Despite an abundance of corporate pledges on mental wellbeing, companies are failing to translate this into action. Given current economic conditions, asset manager CCLA argues this must change.
- CCLA published an analysis of the mental health practices of 100 of the world’s largest listed companies.
- Poor employee mental health presents a financial risk for companies due to low productivity, absence and high turnover.
- All companies are exposed to this risk and investment in wellbeing initiatives has been found to generate strong returns.
Values-based asset manager CCLA has launched what appears to be the world’s first Corporate Mental Health Benchmark Global 100. The benchmark provides insight into the commitments, leadership and disclosure of 100 global companies’ performance on mental health support. It is intended to highlight corporate action resulting in stronger support for employees, as well as guidance for management looking to improve operations and investors pursuing sustainability standards.
Poor employee mental health is a concern for businesses
A survey published by Deloitte in April 2022 found that low wellbeing cost employers between £53 billion and £56 billion in the UK alone during the previous 12 months. It was a 25% increase since 2019, before the coronavirus pandemic hit, leaving long-lasting consequences on people’s psyches.
Poor mental health in the workplace can translate to increased absences, high labour turnover and presenteeism – which is attending work when ill, usually affecting productivity.
Deloitte found that investing in workers’ mental health generates positive returns for a company, at around £5.30 for every £1 invested.
Management can support employees by screening, training, promoting awareness and targeted interventions, such as personal therapy.
Mental health is still “a relatively immature business issue”
CCLA said that 90% of the companies which were assessed had recognised employee mental health as an important business concern, but only half have established a formal policy or strategy.
Only 15% of them had set targets and objectives, which are necessary to measure the effectiveness of a policy or intervention.

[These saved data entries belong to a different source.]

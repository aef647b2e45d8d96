// Logging setup: one global tracing subscriber writing to stderr, with
// the level picked from `RUST_LOG` or the `-v` count.

use std::sync::OnceLock;

use tracing_subscriber::{fmt, prelude::*, EnvFilter};

/// Static var to indicate that the tracer has been initialized
static INIT_TRACER: OnceLock<()> = OnceLock::new();

/// Default filter for a verbosity level (`-v` count)
pub fn default_filter(verbosity: u8) -> &'static str {
    match verbosity {
        0 => "warn",
        1 => "info",
        2 => "debug",
        _ => "trace",
    }
}

/// Initializes the tracer. Logs go to stderr so stdout only carries the
/// command output; `RUST_LOG` takes precedence over the verbosity flag.
pub fn init_tracer(verbosity: u8) {
    INIT_TRACER.get_or_init(|| {
        let layer_filter = EnvFilter::try_from_default_env()
            .unwrap_or_else(|_| EnvFilter::new(default_filter(verbosity)));
        let layer_stderr = fmt::layer().with_writer(std::io::stderr).with_target(false);

        // another subscriber may already be installed (tests)
        let _ = tracing_subscriber::registry()
            .with(layer_filter)
            .with(layer_stderr)
            .try_init();
    });
}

Despite growing recognition of the importance of mental health, only a fifth of company chief executives have publicly endorsed their commitment to action, which suggests it is not yet a priority.
David Atkin, chief executive of Principles for Responsible Investment, said: “Companies have made positive steps forward when it comes to protecting their workers, but this benchmark shows that mental health is still a relatively immature business issue.

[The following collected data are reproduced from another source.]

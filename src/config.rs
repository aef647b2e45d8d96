// Configuration module: locates the credential file, reads the API key
// out of it and writes it back when the user runs `configure`.
//
// The credential file is a plain list of `KEY=value` lines. Only the
// `THOTH_API_KEY` line matters to this client; other lines are kept as-is
// when the file is rewritten.

use std::fs;
use std::io;
use std::path::{Path, PathBuf};

/// Base URL of the hosted Thoth API.
pub const DEFAULT_BASE_URL: &str = "https://www.usethoth.com/api";

/// Name of the key line inside the credential file.
pub const API_KEY_VAR: &str = "THOTH_API_KEY";

#[derive(Debug, thiserror::Error)]
pub enum Error {
    #[error("API key not found. Please create {path} with:\nTHOTH_API_KEY=your_api_key_here")]
    MissingApiKey { path: String },
    #[error("home directory could not be determined")]
    NoHomeDir,
    #[error("failed to read {path}: {source}")]
    Read { path: String, source: io::Error },
    #[error("failed to write {path}: {source}")]
    Write { path: String, source: io::Error },
}

/// Returns `~/.config/thoth/config`.
pub fn default_config_path() -> Result<PathBuf, Error> {
    let home = dirs::home_dir().ok_or(Error::NoHomeDir)?;
    Ok(home.join(".config").join("thoth").join("config"))
}

/// Extract the API key from the contents of a credential file.
pub fn parse_api_key(contents: &str) -> Option<String> {
    contents
        .lines()
        .map(str::trim)
        .find_map(|line| line.strip_prefix(API_KEY_VAR)?.strip_prefix('='))
        .map(|value| value.trim().to_string())
        .filter(|value| !value.is_empty())
}

/// Read the API key from `path`. A missing file is not an error.
pub fn load_api_key(path: &Path) -> Result<Option<String>, Error> {
    match fs::read_to_string(path) {
        Ok(contents) => Ok(parse_api_key(&contents)),
        Err(err) if err.kind() == io::ErrorKind::NotFound => Ok(None),
        Err(source) => Err(Error::Read {
            path: path.display().to_string(),
            source,
        }),
    }
}

/// Resolve the key to use for this invocation: a non-empty override wins,
/// otherwise the credential file at `path` (or the default path, which is
/// only looked up when the file is needed).
pub fn resolve_api_key(override_key: Option<&str>, path: Option<&Path>) -> Result<String, Error> {
    if let Some(key) = override_key.map(str::trim).filter(|k| !k.is_empty()) {
        tracing::debug!("using API key from command line or environment");
        return Ok(key.to_string());
    }
    let path = match path {
        Some(path) => path.to_path_buf(),
        None => default_config_path()?,
    };
    match load_api_key(&path)? {
        Some(key) => {
            tracing::debug!(path = %path.display(), "using API key from config file");
            Ok(key)
        }
        None => Err(Error::MissingApiKey {
            path: path.display().to_string(),
        }),
    }
}

/// Store `key` in the credential file, replacing a previous key line and
/// keeping every other line.
pub fn save_api_key(path: &Path, key: &str) -> Result<(), Error> {
    let existing = match fs::read_to_string(path) {
        Ok(contents) => contents,
        Err(err) if err.kind() == io::ErrorKind::NotFound => String::new(),
        Err(source) => {
            return Err(Error::Read {
                path: path.display().to_string(),
                source,
            })
        }
    };

    let prefix = format!("{API_KEY_VAR}=");
    let key_line = format!("{prefix}{}", key.trim());
    let mut replaced = false;
    let mut lines = Vec::new();
    for line in existing.lines() {
        if !line.trim().starts_with(&prefix) {
            lines.push(line.to_string());
        } else if !replaced {
            lines.push(key_line.clone());
            replaced = true;
        }
    }
    if !replaced {
        lines.push(key_line);
    }

    let write_err = |source| Error::Write {
        path: path.display().to_string(),
        source,
    };
    if let Some(dir) = path.parent() {
        fs::create_dir_all(dir).map_err(write_err)?;
    }
    fs::write(path, lines.join("\n") + "\n").map_err(write_err)?;
    restrict_permissions(path).map_err(write_err)?;
    Ok(())
}

#[cfg(unix)]
fn restrict_permissions(path: &Path) -> io::Result<()> {
    use std::os::unix::fs::PermissionsExt;
    fs::set_permissions(path, fs::Permissions::from_mode(0o600))
}

#[cfg(not(unix))]
fn restrict_permissions(_path: &Path) -> io::Result<()> {
    Ok(())
}
// Output formatting: turns a parsed API response into text.
//
// Each endpoint declares the `Shape` of data it answers with. The body's
// `data` member is decoded into the typed view for that shape; when it
// does not fit, the data is printed back as JSON.

use std::fmt;

use serde::Deserialize;
use serde_json::{Map, Value};

/// Response shape expected from an endpoint.
#[derive(Clone, Copy, Debug, PartialEq, Eq)]
pub enum Shape {
    /// A single post (create, get and update).
    Post,
    /// A page of posts.
    PostList,
    /// Every brand style of the account.
    BrandStyles,
    /// A single brand style.
    BrandStyle,
}

/// Render `body` as text. With `json` set the whole body is printed as
/// indented JSON.
pub fn render(body: &Value, shape: Shape, json: bool) -> Result<String, serde_json::Error> {
    if json {
        return serde_json::to_string_pretty(body);
    }
    Ok(Reply::from_body(body, shape).to_string())
}

/// A response decoded according to its endpoint's shape.
#[derive(Debug)]
pub enum Reply {
    /// `success` was not set; carries the API's error message.
    Failure(String),
    Post(Post),
    PostList(PostPage),
    BrandStyles(Vec<BrandStyleSummary>),
    BrandStyle(BrandStyle),
    /// Data that did not match the expected shape.
    Raw(Value),
}

impl Reply {
    pub fn from_body(body: &Value, shape: Shape) -> Self {
        let Some(envelope) = body.as_object() else {
            return Reply::Failure("Unknown error".into());
        };
        if !envelope.get("success").map_or(false, truthy) {
            let message = match envelope.get("error") {
                None | Some(Value::Null) => "Unknown error".to_string(),
                Some(err) => plain(err),
            };
            return Reply::Failure(message);
        }

        let data = envelope
            .get("data")
            .cloned()
            .unwrap_or_else(|| Value::Object(Map::new()));
        let decoded = match shape {
            Shape::Post => Post::deserialize(&data)
                .ok()
                .filter(|post| post.post_id.is_some() || post.id.is_some())
                .map(Reply::Post),
            Shape::PostList => PostPage::deserialize(&data).ok().map(Reply::PostList),
            Shape::BrandStyles => Vec::<BrandStyleSummary>::deserialize(&data)
                .ok()
                .map(Reply::BrandStyles),
            Shape::BrandStyle => BrandStyle::deserialize(&data).ok().map(Reply::BrandStyle),
        };
        decoded.unwrap_or_else(|| {
            tracing::debug!(?shape, "response data did not match the expected shape");
            Reply::Raw(data)
        })
    }
}

impl fmt::Display for Reply {
    fn fmt(&self, f: &mut fmt::Formatter<'_>) -> fmt::Result {
        match self {
            Reply::Failure(message) => write!(f, "Error: {message}"),
            Reply::Post(post) => f.write_str(&post.lines().join("\n")),
            Reply::PostList(page) => f.write_str(&page.lines().join("\n")),
            Reply::BrandStyles(styles) => {
                let mut out = vec![format!("Brand Styles ({}):", styles.len())];
                for style in styles {
                    out.push(format!("\nID: {}", or_na(&style.id)));
                    out.push(format!("  Name: {}", plain_or(&style.name, "N/A")));
                    out.push(format!("  Mode: {}", plain_or(&style.content_mode, "N/A")));
                    if style.is_default.as_ref().map_or(false, Flag::is_set) {
                        out.push("  (Default)".into());
                    }
                }
                f.write_str(&out.join("\n"))
            }
            Reply::BrandStyle(style) => f.write_str(&style.lines().join("\n")),
            Reply::Raw(data) => {
                let text = serde_json::to_string_pretty(data).map_err(|_| fmt::Error)?;
                f.write_str(&text)
            }
        }
    }
}

/// Identifier sent either as a string or a number.
#[derive(Clone, Debug, Deserialize, PartialEq)]
#[serde(untagged)]
pub enum Id {
    Text(String),
    Number(serde_json::Number),
}

impl fmt::Display for Id {
    fn fmt(&self, f: &mut fmt::Formatter<'_>) -> fmt::Result {
        match self {
            Id::Text(s) => f.write_str(s),
            Id::Number(n) => write!(f, "{n}"),
        }
    }
}

/// Boolean the API sometimes sends as a string.
#[derive(Clone, Debug, Deserialize, PartialEq)]
#[serde(untagged)]
pub enum Flag {
    Bool(bool),
    Text(String),
    Other(Value),
}

impl Flag {
    pub fn is_set(&self) -> bool {
        match self {
            Flag::Bool(b) => *b,
            Flag::Text(s) => s == "true",
            Flag::Other(_) => false,
        }
    }
}

#[derive(Clone, Debug, Deserialize)]
#[serde(rename_all = "camelCase")]
pub struct Post {
    pub post_id: Option<Id>,
    pub id: Option<Id>,
    pub original_content: Option<Value>,
    pub platform_contents: Option<Map<String, Value>>,
    pub status: Option<Value>,
    pub schedule_time: Option<Value>,
}

/// Per-platform content: either `{content, hashtags}` or a bare value.
#[derive(Clone, Debug, Deserialize)]
#[serde(untagged)]
pub enum PlatformContent {
    Detailed {
        #[serde(default)]
        content: Option<String>,
        #[serde(default)]
        hashtags: Option<Vec<String>>,
    },
    Plain(Value),
}

impl Post {
    fn lines(&self) -> Vec<String> {
        let id = self.post_id.as_ref().or(self.id.as_ref());
        let mut out = vec![format!("Post ID: {}", or_na(&id.cloned()))];

        if let Some(content) = &self.original_content {
            out.push(format!("\nOriginal Content:\n{}", plain(content)));
        }

        if let Some(platforms) = &self.platform_contents {
            out.push("\nPlatform-Specific Content:".into());
            for (platform, value) in platforms {
                out.push(format!("\n  {}:", platform.to_uppercase()));
                match PlatformContent::deserialize(value) {
                    Ok(PlatformContent::Detailed { content, hashtags }) => {
                        out.push(format!("    {}", content.unwrap_or_default()));
                        if let Some(tags) = hashtags.filter(|t| !t.is_empty()) {
                            let tags: Vec<String> = tags.iter().map(|t| format!("#{t}")).collect();
                            out.push(format!("    Hashtags: {}", tags.join(" ")));
                        }
                    }
                    _ => out.push(format!("    {}", plain(value))),
                }
            }
        }

        if let Some(status) = &self.status {
            out.push(format!("\nStatus: {}", plain(status)));
        }
        if let Some(when) = &self.schedule_time {
            out.push(format!("Scheduled: {}", plain(when)));
        }
        out
    }
}

#[derive(Clone, Debug, Deserialize)]
pub struct PostPage {
    pub posts: Vec<PostSummary>,
    #[serde(default)]
    pub pagination: Option<Value>,
}

#[derive(Clone, Debug, Deserialize)]
#[serde(rename_all = "camelCase")]
pub struct PostSummary {
    pub id: Option<Id>,
    pub title: Option<Value>,
    pub status: Option<Value>,
    pub created_at: Option<Value>,
}

impl PostPage {
    fn lines(&self) -> Vec<String> {
        let total = self
            .pagination
            .as_ref()
            .and_then(|p| p.get("total"))
            .filter(|total| !total.is_null())
            .map_or_else(|| self.posts.len().to_string(), plain);
        let mut out = vec![format!("Total Posts: {total}"), String::new()];
        for post in &self.posts {
            out.push(format!("ID: {}", or_na(&post.id)));
            if let Some(title) = &post.title {
                out.push(format!("  Title: {}", plain(title)));
            }
            out.push(format!("  Status: {}", plain_or(&post.status, "unknown")));
            out.push(format!("  Created: {}", plain_or(&post.created_at, "N/A")));
            out.push(String::new());
        }
        out
    }
}

#[derive(Clone, Debug, Deserialize)]
#[serde(rename_all = "camelCase")]
pub struct BrandStyleSummary {
    pub id: Option<Id>,
    pub name: Option<Value>,
    pub content_mode: Option<Value>,
    pub is_default: Option<Flag>,
}

#[derive(Clone, Debug, Deserialize)]
#[serde(rename_all = "camelCase")]
pub struct BrandStyle {
    pub id: Option<Id>,
    // `name` and `contentMode` must be present; they mark a brand style
    pub name: Value,
    pub content_mode: Value,
    pub is_default: Option<Flag>,
    pub colors: Option<Map<String, Value>>,
    pub tone: Option<Map<String, Value>>,
    pub created_at: Option<Value>,
    #[serde(flatten)]
    pub extra: Map<String, Value>,
}

impl BrandStyle {
    fn lines(&self) -> Vec<String> {
        let mut out = vec![
            format!("Brand Style: {}", plain(&self.name)),
            format!("ID: {}", or_na(&self.id)),
            format!("Content Mode: {}", plain(&self.content_mode)),
        ];

        if self.is_default.as_ref().map_or(false, Flag::is_set) {
            out.push("Default: ✓ (automatically applied to new posts)".into());
        }

        if let Some(colors) = &self.colors {
            out.push("\nBrand Colors:".into());
            for (key, value) in colors {
                out.push(format!("  {key}: {}", plain(value)));
            }
            out.push("  (Used for AI image generation)".into());
        }

        if let Some(tone) = &self.tone {
            out.push("\nBrand Tone:".into());
            for (key, value) in tone {
                out.push(format!("  {}: {}", capitalize(key), plain(value)));
            }
            out.push("  (Applied to all written content)".into());
        }

        if let Some(created) = &self.created_at {
            out.push(format!("\nCreated: {}", plain(created)));
        }

        if !self.extra.is_empty() {
            out.push("\nAdditional Properties:".into());
            let mut fields: Vec<_> = self.extra.iter().collect();
            fields.sort_by(|a, b| a.0.cmp(b.0));
            for (field, value) in fields {
                out.push(format!("  {field}: {}", plain(value)));
            }
        }
        out
    }
}

/// Strings print bare, everything else as compact JSON.
fn plain(value: &Value) -> String {
    match value {
        Value::String(s) => s.clone(),
        other => other.to_string(),
    }
}

fn plain_or(value: &Option<Value>, default: &str) -> String {
    value.as_ref().map_or_else(|| default.to_string(), plain)
}

fn or_na<T: fmt::Display>(value: &Option<T>) -> String {
    value
        .as_ref()
        .map_or_else(|| "N/A".to_string(), ToString::to_string)
}

/// Upper-case the first character, lower-case the rest.
fn capitalize(word: &str) -> String {
    let mut chars = word.chars();
    match chars.next() {
        Some(first) => first.to_uppercase().chain(chars.flat_map(char::to_lowercase)).collect(),
        None => String::new(),
    }
}

fn truthy(value: &Value) -> bool {
    match value {
        Value::Null => false,
        Value::Bool(b) => *b,
        Value::Number(n) => n.as_f64().map_or(true, |f| f != 0.0),
        Value::String(s) => !s.is_empty(),
        Value::Array(a) => !a.is_empty(),
        Value::Object(o) => !o.is_empty(),
    }
}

“As such, investors should call on companies to signal their board and senior management commitments to promoting mental health at work and to recognise the link between mental health and the principles of ‘good work’, which include issues such as diversity, flexible working and financial well-being.”
HSBC (LON:HSBA) scored the highest according to CCLA’s benchmark, while companies such as Apple (NASDAQ:AAPL), McDonald’s (NYSE:MCD) and Tesla (NASDAQ:TSLA) were just “at the start of the journey” in adopting a formal approach to mental health.
All companies are at risk from low mental wellbeing amid the economic crisis
Over a tenth of the working population are experiencing a [diagnosed] mental disorder at any given time, according to 2019 estimates by the Global Health Data Exchange, meaning that all companies are exposed to this risk.
The number of staff suffering mental health challenges is bound to rise due to the pandemic’s long-lasting effects and the increasing pressure of the current economic crisis.
Companies are recognising the link between good mental health and financial wellbeing. However, only a third of those analysed by CCLA have established a formal process to connect the two.
Mental health must be addressed as a “moral and an economic imperative”, said Amy Browne, stewardship lead at CCLA and co-author of the report.
Businesses with a mental health strategy need to ensure this is implemented correctly and leads to measurable results. This requires processes such as senior management oversight, the setting of objectives and monitoring of performance.
Companies will benefit from increased productivity and employee retention, as well as attracting interest from sustainability-oriented stakeholders.
There is the issue of reputation: many companies with a poor mental wellbeing track record have also been called out for damaging workplace practices. These include things such as systemic sexual harassment, racial discrimination, homophobia and more.